Economically, the town of Forks, Washington, the setting for the Twilight series, has improved due to tourism from fans of the books. Forks is visited by an average of 8,000 tourists per month, and has been described as a "mecca for Twilighters". Many of the restaurants have Twilight-themed menus and the shops sell Twilight-related items. The town also hosts Twilight tours, which visit places such as La Push's First Beach, the hospital where Carlisle Cullen supposedly works, and a two-story house meant to portray the Swan residence. In response to plans for the aging Forks High School to be renovated, Twilight fans have teamed up with Infinite Jewelry Co. and the West Olympic Peninsula Betterment Association to collect donations in an attempt to save the brick appearance or the building altogether. In addition, an annual "Stephenie Meyer Day" is celebrated in Forks on September 13, the birthday of character Bella Swan.
According to Megan Tingley, editor at Little, Brown and Company, "Stephenie's fans are rabid, Stephenie has tapped into something very deep in her readers, and they respond on an emotional level."

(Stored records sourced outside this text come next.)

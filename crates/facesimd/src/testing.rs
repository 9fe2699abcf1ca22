//! Test doubles shared by the engine and HTTP tests.

use facesim_core::{BoundingBox, Embedding, ExtractorError, FaceExtractor};
use image::{ImageFormat, Rgb, RgbImage};
use std::io::Cursor;
use std::path::{Path, PathBuf};
use std::sync::atomic::{AtomicUsize, Ordering};
use std::sync::Arc;

/// Scene encoded in the top-left pixel: red = face count, green/blue =
/// embedding direction. `calls` counts every model invocation.
#[derive(Default, Clone)]
pub struct PixelScripted {
    pub calls: Arc<AtomicUsize>,
}

impl FaceExtractor for PixelScripted {
    fn detect_faces(&mut self, image: &RgbImage) -> Result<Vec<BoundingBox>, ExtractorError> {
        self.calls.fetch_add(1, Ordering::SeqCst);
        let count = image.get_pixel(0, 0).0[0] as usize;
        Ok((0..count)
            .map(|i| BoundingBox {
                x: i as f32 * 8.0,
                y: 0.0,
                width: 8.0,
                height: 8.0,
                confidence: 0.9,
                landmarks: None,
            })
            .collect())
    }

    fn embed(&mut self, image: &RgbImage, _: &BoundingBox) -> Result<Embedding, ExtractorError> {
        self.calls.fetch_add(1, Ordering::SeqCst);
        let [_, g, b] = image.get_pixel(0, 0).0;
        Ok(Embedding::new(vec![g as f32, b as f32]))
    }
}

/// PNG bytes of a scene for [`PixelScripted`].
pub fn png(faces: u8, g: u8, b: u8) -> Vec<u8> {
    let mut out = Cursor::new(Vec::new());
    RgbImage::from_pixel(16, 16, Rgb([faces, g, b]))
        .write_to(&mut out, ImageFormat::Png)
        .unwrap();
    out.into_inner()
}

pub fn write_png(dir: &Path, name: &str, bytes: Vec<u8>) -> PathBuf {
    let path = dir.join(name);
    std::fs::write(&path, bytes).unwrap();
    path
}
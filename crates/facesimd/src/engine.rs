use facesim_core::image_io;
use facesim_core::{Comparison, ComparisonError, ComparisonPipeline, FaceExtractor, ImageRole};
use std::path::{Path, PathBuf};
use thiserror::Error;
use tokio::sync::{mpsc, oneshot};

#[derive(Error, Debug)]
pub enum EngineError {
    #[error(transparent)]
    Comparison(#[from] ComparisonError),
    #[error("engine thread exited")]
    ChannelClosed,
    #[error("failed to spawn engine thread: {0}")]
    Spawn(#[source] std::io::Error),
}

/// Messages sent from request handlers to the engine thread.
enum EngineRequest {
    Compare {
        first: PathBuf,
        second: PathBuf,
        reply: oneshot::Sender<Result<Comparison, ComparisonError>>,
    },
}

/// Clone-safe handle to the engine thread.
#[derive(Clone)]
pub struct EngineHandle {
    tx: mpsc::Sender<EngineRequest>,
    threshold: f32,
}

impl EngineHandle {
    /// Compare the faces in two image files.
    pub async fn compare(&self, first: PathBuf, second: PathBuf) -> Result<Comparison, EngineError> {
        let (reply_tx, reply_rx) = oneshot::channel();
        self.tx
            .send(EngineRequest::Compare {
                first,
                second,
                reply: reply_tx,
            })
            .await
            .map_err(|_| EngineError::ChannelClosed)?;
        Ok(reply_rx.await.map_err(|_| EngineError::ChannelClosed)??)
    }

    pub fn threshold(&self) -> f32 {
        self.threshold
    }

    pub fn is_running(&self) -> bool {
        !self.tx.is_closed()
    }
}

/// Spawn the engine on a dedicated OS thread.
///
/// The extractor (and the models behind it) is owned by that thread for the
/// life of the process; requests are served one at a time in arrival order.
pub fn spawn_engine<E>(extractor: E, threshold: f32, queue_depth: usize) -> Result<EngineHandle, EngineError>
where
    E: FaceExtractor + Send + 'static,
{
    let (tx, mut rx) = mpsc::channel::<EngineRequest>(queue_depth);
    let mut pipeline = ComparisonPipeline::new(extractor, threshold);

    std::thread::Builder::new()
        .name("facesim-engine".into())
        .spawn(move || {
            tracing::info!(threshold, "engine thread started");
            while let Some(req) = rx.blocking_recv() {
                match req {
                    EngineRequest::Compare { first, second, reply } => {
                        let result = run_compare(&mut pipeline, &first, &second);
                        let _ = reply.send(result);
                    }
                }
            }
            tracing::info!("engine thread exiting");
        })
        .map_err(EngineError::Spawn)?;

    Ok(EngineHandle { tx, threshold })
}

fn run_compare<E: FaceExtractor>(
    pipeline: &mut ComparisonPipeline<E>,
    first: &Path,
    second: &Path,
) -> Result<Comparison, ComparisonError> {
    let load = |role: ImageRole, path: &Path| {
        image_io::open_image(path).map_err(|e| ComparisonError::from_image(role, e))
    };
    let first_image = load(ImageRole::First, first)?;
    let second_image = load(ImageRole::Second, second)?;

    tracing::debug!(
        first = ?first_image.dimensions(),
        second = ?second_image.dimensions(),
        "compare: images decoded"
    );

    pipeline.compare(&first_image, &second_image)
}
//! Face extraction: one loaded detector/recognizer pair behind a trait.

use crate::detector::{DetectorError, FaceDetector};
use crate::recognizer::{FaceRecognizer, RecognizerError};
use crate::types::{BoundingBox, Embedding};
use image::RgbImage;
use std::path::Path;
use thiserror::Error;

/// SCRFD detection model file name inside the model directory.
pub const DETECTOR_MODEL_FILE: &str = "det_10g.onnx";
/// ArcFace recognition model file name inside the model directory.
pub const RECOGNIZER_MODEL_FILE: &str = "w600k_r50.onnx";

#[derive(Error, Debug)]
pub enum ExtractorError {
    #[error("detector error: {0}")]
    Detector(#[from] DetectorError),
    #[error("recognizer error: {0}")]
    Recognizer(#[from] RecognizerError),
    #[error("no face detected")]
    NoFaceDetected,
}

/// Locates faces and turns one of them into an identity embedding.
///
/// Methods take `&mut self`: ONNX sessions need exclusive access to run.
/// Implementors provide [`detect_faces`](Self::detect_faces) and
/// [`embed`](Self::embed); the comparison pipeline calls that pair directly
/// so each image is detected only once. [`count_faces`](Self::count_faces)
/// and [`detect_single_face`](Self::detect_single_face) are the one-shot
/// forms for callers that need only one of the two answers.
pub trait FaceExtractor {
    /// All faces in the image, highest confidence first.
    fn detect_faces(&mut self, image: &RgbImage) -> Result<Vec<BoundingBox>, ExtractorError>;

    /// Embedding of one face previously returned by [`detect_faces`](Self::detect_faces).
    fn embed(&mut self, image: &RgbImage, face: &BoundingBox) -> Result<Embedding, ExtractorError>;

    fn count_faces(&mut self, image: &RgbImage) -> Result<usize, ExtractorError> {
        Ok(self.detect_faces(image)?.len())
    }

    /// Embed the primary face of the image; fails with `NoFaceDetected` when there is none.
    fn detect_single_face(&mut self, image: &RgbImage) -> Result<Embedding, ExtractorError> {
        let faces = self.detect_faces(image)?;
        let face = primary_face(&faces).ok_or(ExtractorError::NoFaceDetected)?;
        self.embed(image, face)
    }
}

/// The face to identify when several are present: the largest box, with
/// confidence breaking ties.
pub fn primary_face(faces: &[BoundingBox]) -> Option<&BoundingBox> {
    faces.iter().max_by(|a, b| {
        a.area()
            .total_cmp(&b.area())
            .then(a.confidence.total_cmp(&b.confidence))
    })
}

/// SCRFD + ArcFace extractor running on ONNX Runtime.
pub struct OnnxFaceExtractor {
    detector: FaceDetector,
    recognizer: FaceRecognizer,
}

impl OnnxFaceExtractor {
    /// Load both models from `model_dir` ([`DETECTOR_MODEL_FILE`], [`RECOGNIZER_MODEL_FILE`]).
    pub fn load(model_dir: &Path) -> Result<Self, ExtractorError> {
        let detector = FaceDetector::load(&model_dir.join(DETECTOR_MODEL_FILE))?;
        let recognizer = FaceRecognizer::load(&model_dir.join(RECOGNIZER_MODEL_FILE))?;
        Ok(Self { detector, recognizer })
    }
}

impl FaceExtractor for OnnxFaceExtractor {
    fn detect_faces(&mut self, image: &RgbImage) -> Result<Vec<BoundingBox>, ExtractorError> {
        Ok(self.detector.detect(image)?)
    }

    fn embed(&mut self, image: &RgbImage, face: &BoundingBox) -> Result<Embedding, ExtractorError> {
        Ok(self.recognizer.extract(image, face)?)
    }
}
use anyhow::{Context, Result};
use clap::{Parser, Subcommand};
use facesim_core::image_io;
use facesim_core::{
    ComparisonError, ComparisonPipeline, FaceExtractor, ImageRole, OnnxFaceExtractor, RoleNames,
    DEFAULT_SIMILARITY_THRESHOLD,
};
use std::path::{Path, PathBuf};
use std::process::ExitCode;

#[derive(Parser)]
#[command(name = "facesim", about = "Compare faces in images with SCRFD + ArcFace")]
struct Cli {
    /// Directory holding det_10g.onnx and w600k_r50.onnx
    /// [default: $FACESIM_MODEL_DIR, then ~/.local/share/facesim/models]
    #[arg(long, global = true)]
    model_dir: Option<PathBuf>,

    #[command(subcommand)]
    command: Commands,
}

#[derive(Subcommand)]
enum Commands {
    /// Compare the faces in two images
    Compare {
        first: PathBuf,
        second: PathBuf,
        /// Score at or above which the faces are the same person
        #[arg(short, long, default_value_t = DEFAULT_SIMILARITY_THRESHOLD, value_parser = parse_threshold)]
        threshold: f32,
        /// Print the result as JSON
        #[arg(long)]
        json: bool,
    },
    /// List every face detected in an image as JSON
    Detect {
        image: PathBuf,
        /// Print only the number of faces
        #[arg(long)]
        count: bool,
    },
}

/// Similarity thresholds live in the cosine range [-1, 1].
fn parse_threshold(value: &str) -> Result<f32, String> {
    let threshold: f32 = value.parse().map_err(|e| format!("{e}"))?;
    if (-1.0..=1.0).contains(&threshold) {
        Ok(threshold)
    } else {
        Err(format!("{threshold} is outside [-1, 1]"))
    }
}

fn main() -> Result<ExitCode> {
    tracing_subscriber::fmt()
        .with_env_filter(tracing_subscriber::EnvFilter::from_default_env())
        .with_writer(std::io::stderr)
        .init();

    let cli = Cli::parse();
    let model_dir = resolve_model_dir(cli.model_dir, std::env::var_os("FACESIM_MODEL_DIR"));
    tracing::debug!(model_dir = %model_dir.display(), "resolved model directory");

    let extractor = OnnxFaceExtractor::load(&model_dir)
        .with_context(|| format!("loading models from {}", model_dir.display()))?;

    match cli.command {
        Commands::Compare {
            first,
            second,
            threshold,
            json,
        } => {
            let mut pipeline = ComparisonPipeline::new(extractor, threshold);
            let outcome = compare_files(&mut pipeline, &first, &second);
            print_outcome(&outcome, json);
            Ok(if outcome.is_ok() { ExitCode::SUCCESS } else { ExitCode::from(2) })
        }
        Commands::Detect { image, count } => {
            let mut extractor = extractor;
            let raster = image_io::open_image(&image)
                .with_context(|| format!("reading {}", image.display()))?;
            if count {
                println!("{}", extractor.count_faces(&raster)?);
            } else {
                let faces = extractor.detect_faces(&raster)?;
                println!("{}", serde_json::to_string_pretty(&faces)?);
            }
            Ok(ExitCode::SUCCESS)
        }
    }
}

fn resolve_model_dir(flag: Option<PathBuf>, env: Option<std::ffi::OsString>) -> PathBuf {
    flag.or_else(|| env.map(PathBuf::from))
        .unwrap_or_else(facesim_core::default_model_dir)
}

fn compare_files<E: FaceExtractor>(
    pipeline: &mut ComparisonPipeline<E>,
    first: &Path,
    second: &Path,
) -> Result<facesim_core::Comparison, ComparisonError> {
    let first = image_io::open_image(first).map_err(|e| ComparisonError::from_image(ImageRole::First, e))?;
    let second = image_io::open_image(second).map_err(|e| ComparisonError::from_image(ImageRole::Second, e))?;
    pipeline.compare(&first, &second)
}

fn print_outcome(outcome: &Result<facesim_core::Comparison, ComparisonError>, json: bool) {
    match (outcome, json) {
        (Ok(comparison), false) => println!("{}", comparison.summary()),
        (Ok(comparison), true) => println!(
            "{}",
            serde_json::json!({
                "status": "success",
                "result": comparison.summary(),
                "score": comparison.score,
                "verdict": comparison.verdict,
            })
        ),
        (Err(err), false) => eprintln!("{}", err.message(RoleNames::ORDINAL)),
        (Err(err), true) => println!(
            "{}",
            serde_json::json!({
                "status": "error",
                "message": err.message(RoleNames::ORDINAL),
            })
        ),
    }
}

In an interview with USA Today, US president Barack Obama said that he and his ten-year-old daughter, Malia, often bond over the Twilight books, while Kelly Clarkson has described herself as a "Twilight nerd" and even wrote a song based on New Moon. Emily Osment described Twilight as one of her "all-time-favorite books" and praised Stephenie Meyer, saying, "From the first chapter, Meyer grabbed my attention and kept me enthralled throughout the entire book. The characters contrast so greatly, I found myself wondering how she pieced them so seamlessly."
As well, Emma Watson has described herself as a Twilight fan and said, "I love those books ... I literally felt depressed when I finished reading them".